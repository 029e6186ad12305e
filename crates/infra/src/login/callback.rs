//! Loopback HTTP listener that receives the OAuth redirect.
//!
//! The listener is bound to `127.0.0.1` on the port registered with the
//! identity provider. It consumes exactly one request on the callback path,
//! answers the browser, shuts down gracefully, and releases the port before
//! [`CallbackServer::run`] returns.

use std::collections::HashMap;
use std::io::ErrorKind;
use std::sync::Arc;
use std::time::Duration;

use axum::extract::{Query, State};
use axum::http::{header, StatusCode};
use axum::response::{Html, IntoResponse, Response};
use axum::routing::get;
use axum::Router;
use geoportal_common::auth::validate_state;
use geoportal_domain::config::RedirectConfig;
use geoportal_domain::constants::LOOPBACK_HOST;
use geoportal_domain::{AuthError, CallbackResult, Result};
use parking_lot::Mutex;
use tokio::net::TcpListener;
use tokio::sync::oneshot;
use tokio_util::sync::CancellationToken;
use tracing::{debug, error, info, warn};

/// Time allowed for in-flight responses after the callback is consumed
const SHUTDOWN_GRACE: Duration = Duration::from_secs(2);

const SUCCESS_PAGE: &str = r#"<!DOCTYPE html>
<html>
<head><title>Signed In</title></head>
<body><h1>Signed in to Geoportal</h1><p>You can close this window and return to the application.</p></body>
</html>"#;

const CANCELLED_PAGE: &str = r#"<!DOCTYPE html>
<html>
<head><title>Sign-in Cancelled</title></head>
<body><h1>Sign-in cancelled</h1><p>No changes were made. You can close this window.</p></body>
</html>"#;

const FAILED_PAGE: &str = r#"<!DOCTYPE html>
<html>
<head><title>Sign-in Failed</title></head>
<body><h1>Sign-in failed</h1><p>Invalid or unexpected callback parameters. Please try again from the application.</p></body>
</html>"#;

const CONSUMED_PAGE: &str = r#"<!DOCTYPE html>
<html>
<head><title>Sign-in Complete</title></head>
<body><h1>This sign-in link was already used</h1><p>You can close this window.</p></body>
</html>"#;

/// Listener settings
#[derive(Debug, Clone, PartialEq, Eq)]
pub struct CallbackOptions {
    /// Fixed port; `0` picks an ephemeral port (tests only, providers
    /// require an exact redirect URI)
    pub port: u16,
    pub path: String,
    /// Page the browser is redirected to (302) after a successful callback
    pub success_redirect: Option<String>,
}

impl From<&RedirectConfig> for CallbackOptions {
    fn from(config: &RedirectConfig) -> Self {
        Self {
            port: config.port,
            path: config.path.clone(),
            success_redirect: config.success_url.clone(),
        }
    }
}

/// Bound, not yet listening, loopback server
#[derive(Debug)]
pub struct CallbackServer {
    listener: TcpListener,
    port: u16,
    options: CallbackOptions,
}

impl CallbackServer {
    /// Bind `127.0.0.1:{port}`
    ///
    /// # Errors
    /// Returns `AuthError::PortInUse` if another process holds the port and
    /// `AuthError::Internal` for any other bind failure.
    pub async fn bind(options: CallbackOptions) -> Result<Self> {
        let listener = TcpListener::bind((LOOPBACK_HOST, options.port)).await.map_err(|err| {
            if err.kind() == ErrorKind::AddrInUse {
                warn!(port = options.port, "Loopback port already in use");
                AuthError::PortInUse { port: options.port }
            } else {
                AuthError::internal(format!("failed to bind loopback listener: {err}"))
            }
        })?;

        let port = listener
            .local_addr()
            .map_err(|err| AuthError::internal(format!("failed to determine port: {err}")))?
            .port();

        info!(port, path = %options.path, "Loopback listener bound");
        Ok(Self { listener, port, options })
    }

    /// Port actually bound
    #[must_use]
    pub const fn port(&self) -> u16 {
        self.port
    }

    /// Redirect URI for the authorization request, e.g. `http://127.0.0.1:8989/`
    #[must_use]
    pub fn redirect_uri(&self) -> String {
        format!("http://{}:{}{}", LOOPBACK_HOST, self.port, self.options.path)
    }

    /// Serve until the first callback request is handled or `cancel` fires
    ///
    /// # Errors
    /// Returns `AuthError::Internal` if the server task panicked.
    pub async fn run(self, expected_state: &str, cancel: CancellationToken) -> Result<CallbackResult> {
        let Self { listener, port, options } = self;

        let (result_tx, result_rx) = oneshot::channel();
        let state = Arc::new(CallbackState {
            result_tx: Mutex::new(Some(result_tx)),
            expected_state: expected_state.to_string(),
            success_redirect: options.success_redirect,
        });

        let app = Router::new()
            .route(&options.path, get(handle_callback))
            .fallback(handle_not_found)
            .with_state(state);

        let (shutdown_tx, shutdown_rx) = oneshot::channel::<()>();
        let mut handle = tokio::spawn(async move {
            if let Err(err) = axum::serve(listener, app)
                .with_graceful_shutdown(async move {
                    let _ = shutdown_rx.await;
                })
                .await
            {
                error!("Loopback server error: {}", err);
            }
        });

        debug!(port, "Waiting for authorization callback");
        let result = tokio::select! {
            received = result_rx => received.unwrap_or(CallbackResult::Cancelled),
            () = cancel.cancelled() => {
                info!(port, "Loopback listener cancelled");
                CallbackResult::Cancelled
            }
        };

        let _ = shutdown_tx.send(());
        match tokio::time::timeout(SHUTDOWN_GRACE, &mut handle).await {
            Ok(Ok(())) => {}
            Ok(Err(err)) if err.is_panic() => {
                return Err(AuthError::internal(format!("loopback server panicked: {err}")));
            }
            Ok(Err(_)) => {}
            Err(_) => {
                warn!(port, "Loopback server did not drain in time, aborting");
                handle.abort();
                let _ = handle.await;
            }
        }

        debug!(port, "Loopback listener released");
        Ok(result)
    }
}

struct CallbackState {
    result_tx: Mutex<Option<oneshot::Sender<CallbackResult>>>,
    expected_state: String,
    success_redirect: Option<String>,
}

async fn handle_callback(
    State(state): State<Arc<CallbackState>>,
    Query(params): Query<HashMap<String, String>>,
) -> Response {
    let Some(result_tx) = state.result_tx.lock().take() else {
        debug!("Ignoring repeated callback request");
        return (StatusCode::GONE, Html(CONSUMED_PAGE)).into_response();
    };

    let code = params.get("code").filter(|code| !code.is_empty());
    let result = match code {
        Some(code) => match params.get("state") {
            Some(received) if validate_state(&state.expected_state, received) => {
                CallbackResult::Success { code: code.clone() }
            }
            Some(_) => CallbackResult::Error { message: "state parameter mismatch".to_string() },
            None => CallbackResult::Error { message: "state parameter missing".to_string() },
        },
        None => {
            let reason = params.get("error").map_or("no authorization code", String::as_str);
            info!(
                reason,
                description = params.get("error_description").map(String::as_str),
                "Authorization declined"
            );
            CallbackResult::Cancelled
        }
    };

    let response = match &result {
        CallbackResult::Success { .. } => match &state.success_redirect {
            Some(url) => (StatusCode::FOUND, [(header::LOCATION, url.clone())]).into_response(),
            None => Html(SUCCESS_PAGE).into_response(),
        },
        CallbackResult::Cancelled => Html(CANCELLED_PAGE).into_response(),
        CallbackResult::Error { message } => {
            warn!(%message, "Rejected authorization callback");
            (StatusCode::BAD_REQUEST, Html(FAILED_PAGE)).into_response()
        }
    };

    let _ = result_tx.send(result);
    response
}

async fn handle_not_found() -> StatusCode {
    StatusCode::NOT_FOUND
}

****************************************

What to produce: Word for word, give back the data shown above.

Final answer:
repository 029e6186ad12305e
filename crates/infra/src/login/callback.rs
//! Loopback HTTP listener that receives the OAuth redirect.
//!
//! The listener is bound to `127.0.0.1` on the port registered with the
//! identity provider. It consumes exactly one request on the callback path,
//! answers the browser, shuts down gracefully, and releases the port before
//! [`CallbackServer::run`] returns.

use std::collections::HashMap;
use std::io::ErrorKind;
use std::sync::Arc;
use std::time::Duration;

use axum::extract::{Query, State};
use axum::http::{header, StatusCode};
use axum::response::{Html, IntoResponse, Response};
use axum::routing::get;
use axum::Router;
use geoportal_common::auth::validate_state;
use geoportal_domain::config::RedirectConfig;
use geoportal_domain::constants::LOOPBACK_HOST;
use geoportal_domain::{AuthError, CallbackResult, Result};
use parking_lot::Mutex;
use tokio::net::TcpListener;
use tokio::sync::oneshot;
use tokio_util::sync::CancellationToken;
use tracing::{debug, error, info, warn};

/// Time allowed for in-flight responses after the callback is consumed
const SHUTDOWN_GRACE: Duration = Duration::from_secs(2);

const SUCCESS_PAGE: &str = r#"<!DOCTYPE html>
<html>
<head><title>Signed In</title></head>
<body><h1>Signed in to Geoportal</h1><p>You can close this window and return to the application.</p></body>
</html>"#;

const CANCELLED_PAGE: &str = r#"<!DOCTYPE html>
<html>
<head><title>Sign-in Cancelled</title></head>
<body><h1>Sign-in cancelled</h1><p>No changes were made. You can close this window.</p></body>
</html>"#;

const FAILED_PAGE: &str = r#"<!DOCTYPE html>
<html>
<head><title>Sign-in Failed</title></head>
<body><h1>Sign-in failed</h1><p>Invalid or unexpected callback parameters. Please try again from the application.</p></body>
</html>"#;

const CONSUMED_PAGE: &str = r#"<!DOCTYPE html>
<html>
<head><title>Sign-in Complete</title></head>
<body><h1>This sign-in link was already used</h1><p>You can close this window.</p></body>
</html>"#;

/// Listener settings
#[derive(Debug, Clone, PartialEq, Eq)]
pub struct CallbackOptions {
    /// Fixed port; `0` picks an ephemeral port (tests only, providers
    /// require an exact redirect URI)
    pub port: u16,
    pub path: String,
    /// Page the browser is redirected to (302) after a successful callback
    pub success_redirect: Option<String>,
}

impl From<&RedirectConfig> for CallbackOptions {
    fn from(config: &RedirectConfig) -> Self {
        Self {
            port: config.port,
            path: config.path.clone(),
            success_redirect: config.success_url.clone(),
        }
    }
}

/// Bound, not yet listening, loopback server
#[derive(Debug)]
pub struct CallbackServer {
    listener: TcpListener,
    port: u16,
    options: CallbackOptions,
}

impl CallbackServer {
    /// Bind `127.0.0.1:{port}`
    ///
    /// # Errors
    /// Returns `AuthError::PortInUse` if another process holds the port and
    /// `AuthError::Internal` for any other bind failure.
    pub async fn bind(options: CallbackOptions) -> Result<Self> {
        let listener = TcpListener::bind((LOOPBACK_HOST, options.port)).await.map_err(|err| {
            if err.kind() == ErrorKind::AddrInUse {
                warn!(port = options.port, "Loopback port already in use");
                AuthError::PortInUse { port: options.port }
            } else {
                AuthError::internal(format!("failed to bind loopback listener: {err}"))
            }
        })?;

        let port = listener
            .local_addr()
            .map_err(|err| AuthError::internal(format!("failed to determine port: {err}")))?
            .port();

        info!(port, path = %options.path, "Loopback listener bound");
        Ok(Self { listener, port, options })
    }

    /// Port actually bound
    #[must_use]
    pub const fn port(&self) -> u16 {
        self.port
    }

    /// Redirect URI for the authorization request, e.g. `http://127.0.0.1:8989/`
    #[must_use]
    pub fn redirect_uri(&self) -> String {
        format!("http://{}:{}{}", LOOPBACK_HOST, self.port, self.options.path)
    }

    /// Serve until the first callback request is handled or `cancel` fires
    ///
    /// # Errors
    /// Returns `AuthError::Internal` if the server task panicked.
    pub async fn run(self, expected_state: &str, cancel: CancellationToken) -> Result<CallbackResult> {
        let Self { listener, port, options } = self;

        let (result_tx, result_rx) = oneshot::channel();
        let state = Arc::new(CallbackState {
            result_tx: Mutex::new(Some(result_tx)),
            expected_state: expected_state.to_string(),
            success_redirect: options.success_redirect,
        });

        let app = Router::new()
            .route(&options.path, get(handle_callback))
            .fallback(handle_not_found)
            .with_state(state);

        let (shutdown_tx, shutdown_rx) = oneshot::channel::<()>();
        let mut handle = tokio::spawn(async move {
            if let Err(err) = axum::serve(listener, app)
                .with_graceful_shutdown(async move {
                    let _ = shutdown_rx.await;
                })
                .await
            {
                error!("Loopback server error: {}", err);
            }
        });

        debug!(port, "Waiting for authorization callback");
        let result = tokio::select! {
            received = result_rx => received.unwrap_or(CallbackResult::Cancelled),
            () = cancel.cancelled() => {
                info!(port, "Loopback listener cancelled");
                CallbackResult::Cancelled
            }
        };

        let _ = shutdown_tx.send(());
        match tokio::time::timeout(SHUTDOWN_GRACE, &mut handle).await {
            Ok(Ok(())) => {}
            Ok(Err(err)) if err.is_panic() => {
                return Err(AuthError::internal(format!("loopback server panicked: {err}")));
            }
            Ok(Err(_)) => {}
            Err(_) => {
                warn!(port, "Loopback server did not drain in time, aborting");
                handle.abort();
                let _ = handle.await;
            }
        }

        debug!(port, "Loopback listener released");
        Ok(result)
    }
}

struct CallbackState {
    result_tx: Mutex<Option<oneshot::Sender<CallbackResult>>>,
    expected_state: String,
    success_redirect: Option<String>,
}

async fn handle_callback(
    State(state): State<Arc<CallbackState>>,
    Query(params): Query<HashMap<String, String>>,
) -> Response {
    let Some(result_tx) = state.result_tx.lock().take() else {
        debug!("Ignoring repeated callback request");
        return (StatusCode::GONE, Html(CONSUMED_PAGE)).into_response();
    };

    let code = params.get("code").filter(|code| !code.is_empty());
    let result = match code {
        Some(code) => match params.get("state") {
            Some(received) if validate_state(&state.expected_state, received) => {
                CallbackResult::Success { code: code.clone() }
            }
            Some(_) => CallbackResult::Error { message: "state parameter mismatch".to_string() },
            None => CallbackResult::Error { message: "state parameter missing".to_string() },
        },
        None => {
            let reason = params.get("error").map_or("no authorization code", String::as_str);
            info!(
                reason,
                description = params.get("error_description").map(String::as_str),
                "Authorization declined"
            );
            CallbackResult::Cancelled
        }
    };

    let response = match &result {
        CallbackResult::Success { .. } => match &state.success_redirect {
            Some(url) => (StatusCode::FOUND, [(header::LOCATION, url.clone())]).into_response(),
            None => Html(SUCCESS_PAGE).into_response(),
        },
        CallbackResult::Cancelled => Html(CANCELLED_PAGE).into_response(),
        CallbackResult::Error { message } => {
            warn!(%message, "Rejected authorization callback");
            (StatusCode::BAD_REQUEST, Html(FAILED_PAGE)).into_response()
        }
    };

    let _ = result_tx.send(result);
    response
}

async fn handle_not_found() -> StatusCode {
    StatusCode::NOT_FOUND
}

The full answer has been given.